What resulted was a generative conversation that aided us in considering how several ideas resonate in our always (re)shaping personal literacies and pedagogies, including the embodied connections evoked through fanfiction; the transdisciplinary meanings of content warnings; the ways eroticism and romance can be storied in laughing ways that creates communities, deconstructs oppression and enhances learning; and how we engage as feminists with intimate writing in our research and teaching. Said another way, perhaps, and pulling from the earlier quote by Weems who draws on Stoler, our conversation started with considering the affordance of what some may classify fanfiction “smut” and found anew the many “tense and tender ties” we share with one another, Nancy Drew, friendships, and other forms of love. We also found how through intimate expressions, there are pieces of people embedded in texts that ask us to take seriously storied romance-y re-imaginings of self.
We see our conversation as one we can thus revisit to pick up on reflections and resonances and dialogue differently in the future, building on our shared meaning making. As such, we encourage other scholarly friends to engage in similar forms of inquiry that ask you to find places where particular interests overlap and find fresh ways to engage with what you wish to “follow . . . around” in text and partnership (Ahmed 3).
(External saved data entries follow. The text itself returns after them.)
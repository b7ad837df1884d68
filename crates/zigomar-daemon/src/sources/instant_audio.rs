use reqwest::Client;
use serde::{Deserialize, Deserializer};
use tracing::debug;
use zigomar_proto::merge::{SourceReport, SourceResult, StationPatch, TrackPatch};
use zigomar_proto::model::{lenient_u32, PlaylistEntry};

use super::get_json;

#[derive(Debug, Deserialize)]
struct StreamInfo {
    #[serde(default)]
    name: Option<String>,
    #[serde(default)]
    description: Option<String>,
    #[serde(default)]
    logo: Option<String>,
    #[serde(default)]
    current_song: Option<CurrentSong>,
    #[serde(default, deserialize_with = "lenient_u32")]
    listeners: Option<u32>,
    #[serde(default, deserialize_with = "lenient_u32")]
    bitrate: Option<u32>,
    #[serde(default)]
    genre: Option<String>,
    #[serde(default, deserialize_with = "lenient_playlist")]
    playlist: Option<Vec<PlaylistEntry>>,
}

/// An entry that still fails to decode is dropped; the rest of the list and
/// the station fields survive.
fn lenient_playlist<'de, D: Deserializer<'de>>(de: D) -> Result<Option<Vec<PlaylistEntry>>, D::Error> {
    let entries = match Option::<serde_json::Value>::deserialize(de)? {
        Some(serde_json::Value::Array(entries)) => entries,
        _ => return Ok(None),
    };
    let playlist = entries
        .into_iter()
        .filter_map(|entry| match serde_json::from_value(entry) {
            Ok(entry) => Some(entry),
            Err(e) => {
                debug!("instant.audio: skipping playlist entry: {}", e);
                None
            }
        })
        .collect();
    Ok(Some(playlist))
}

#[derive(Debug, Deserialize)]
struct CurrentSong {
    #[serde(default)]
    title: Option<String>,
    #[serde(default)]
    artist: Option<String>,
    #[serde(default)]
    album: Option<String>,
    #[serde(default)]
    artwork: Option<String>,
}

/// Station JSON from instant.audio: station fields always, the current song
/// and playlist when the provider has them.
pub async fn fetch_primary(client: &Client, url: &str) -> SourceResult {
    let info: StreamInfo = get_json(client, url).await?;
    Ok(into_report(info))
}

fn into_report(info: StreamInfo) -> SourceReport {
    let station = StationPatch {
        name: info.name,
        description: info.description,
        logo: info.logo,
        listeners: info.listeners,
        bitrate: info.bitrate,
        genre: info.genre,
    };
    let track = info.current_song.map(|song| TrackPatch {
        title: song.title,
        artist: song.artist,
        album: song.album,
        artwork: song.artwork,
    });
    SourceReport::Primary {
        station,
        track,
        playlist: info.playlist,
    }
}

#[cfg(test)]
mod tests {
    use super::*;
    use crate::sources::{build_client, testing};
    use axum::http::StatusCode;
    use axum::routing::get;
    use axum::Router;
    use zigomar_proto::error::SourceError;

    const BODY: &str = r#"{
        "name": "Radio Zigomar",
        "description": "La radio de la Tunisie",
        "logo": "https://cdn.example/zigomar.png",
        "listeners": 118,
        "bitrate": 128,
        "current_song": {"title": "Aïcha", "artist": "Khaled"},
        "playlist": [
            {"title": "Aïcha", "artist": "Khaled", "played_at": "2024-05-01T12:34:00Z", "duration": 245},
            {"title": "Didi", "artist": "Khaled", "played_at": "2024-05-01T12:30:00Z"}
        ]
    }"#;

    #[tokio::test]
    async fn test_fetch_primary_full_payload() {
        let base = testing::serve(Router::new().route("/zigomar", get(|| async { BODY }))).await;
        let client = build_client().unwrap();

        let report = fetch_primary(&client, &format!("{}/zigomar", base)).await.unwrap();
        match report {
            SourceReport::Primary {
                station,
                track,
                playlist,
            } => {
                assert_eq!(station.name.as_deref(), Some("Radio Zigomar"));
                assert_eq!(station.listeners, Some(118));
                assert!(station.genre.is_none());
                let track = track.unwrap();
                assert_eq!(track.title.as_deref(), Some("Aïcha"));
                assert!(track.album.is_none());
                let playlist = playlist.unwrap();
                assert_eq!(playlist.len(), 2);
                assert_eq!(playlist[0].duration, Some(245));
                assert_eq!(playlist[1].duration, None);
            }
            other => panic!("unexpected report {:?}", other),
        }
    }

    #[tokio::test]
    async fn test_fetch_primary_loose_payload_keeps_title_and_playlist() {
        const LOOSE: &str = r#"{
            "name": "Radio Zigomar",
            "listeners": "118",
            "bitrate": 128.0,
            "current_song": {"title": "Aïcha", "artist": "Khaled"},
            "playlist": [
                {"title": null, "artist": "Khaled", "played_at": "2024-05-01T12:34:00Z", "duration": 245.0},
                {"title": "Didi", "artist": "Khaled", "played_at": "2024-05-01T12:30:00Z", "duration": "212"},
                "not an entry",
                {"title": "Wahran", "artist": "Khaled", "played_at": "2024-05-01T12:26:00Z"}
            ]
        }"#;
        let base = testing::serve(Router::new().route("/zigomar", get(|| async { LOOSE }))).await;
        let client = build_client().unwrap();

        let report = fetch_primary(&client, &format!("{}/zigomar", base)).await.unwrap();
        let SourceReport::Primary {
            station,
            track,
            playlist,
        } = report
        else {
            panic!("expected a primary report");
        };
        assert_eq!(station.listeners, Some(118));
        assert_eq!(station.bitrate, Some(128));
        assert_eq!(track.unwrap().title.as_deref(), Some("Aïcha"));

        let playlist = playlist.unwrap();
        assert_eq!(playlist.len(), 3);
        assert_eq!(playlist[0].title, "");
        assert_eq!(playlist[0].duration, Some(245));
        assert_eq!(playlist[1].duration, Some(212));
        assert_eq!(playlist[2].title, "Wahran");
    }

    #[tokio::test]
    async fn test_fetch_primary_without_song() {
        let base = testing::serve(Router::new().route(
            "/zigomar",
            get(|| async { r#"{"name":"Radio Zigomar","description":"x"}"# }),
        ))
        .await;
        let client = build_client().unwrap();

        let report = fetch_primary(&client, &format!("{}/zigomar", base)).await.unwrap();
        assert!(matches!(
            report,
            SourceReport::Primary {
                track: None,
                playlist: None,
                ..
            }
        ));
    }

    #[tokio::test]
    async fn test_fetch_primary_non_success_status() {
        let base = testing::serve(Router::new().route(
            "/zigomar",
            get(|| async { StatusCode::SERVICE_UNAVAILABLE }),
        ))
        .await;
        let client = build_client().unwrap();

        let err = fetch_primary(&client, &format!("{}/zigomar", base)).await.unwrap_err();
        assert_eq!(err, SourceError::Status(503));
    }
}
[1] And, while we are analyzing an erotic reimagining of Nancy Drew via fanfiction, it is worth mentioning that throughout iterations of the series, romance is threaded through, such as between Nancy and her sometimes boyfriend, Ned Nickerson, who first appears in the seventh book, The Clue in the Diary (Harris).
[2] For example, take into consideration Milena Popova’s work (“Rewriting”) on arranged marriage fanfiction and the ways in which authors reimagine relationships to include emotion work and consent such that power dynamics are progressively shifted.
[3] These books were written under the pseudonym Carolyn Keene by multiple authors, including Mildred Benson, who wrote the first several (Heilbrun). In reflecting on this, we agree it is quite apt that Nancy Drew be rewritten by several fanfiction authors, as this collective storying is in keeping with the genesis of the traditional texts.
[4] Beyond the original series, the franchise of Nancy Drew continues with many additional book series past the original such as Nancy Drew: Girl Detective (Petrucha, 2005–2010) and TV shows such as the CW’s Nancy Drew (2019–2023), for example; as Marshall contends, “Nancy’s character is periodically revamped, appearing in different guises in various time periods” (“Red, White, and Drew” 203). However, our understanding of the texts emerges solely from the original series and, now, its fanfiction.
[5] We wish to highlight that we appreciate and are inspired by the conversational tone and fast pacing in Evans and Friedman’s piece; take for example, when, in the concluding remarks, Friedman hilariously says, “We are pushing our AGENDA THROUGH CAKE” (139).
[6] A content note, or trigger warning, is an alert that a text might include upsetting subject matter.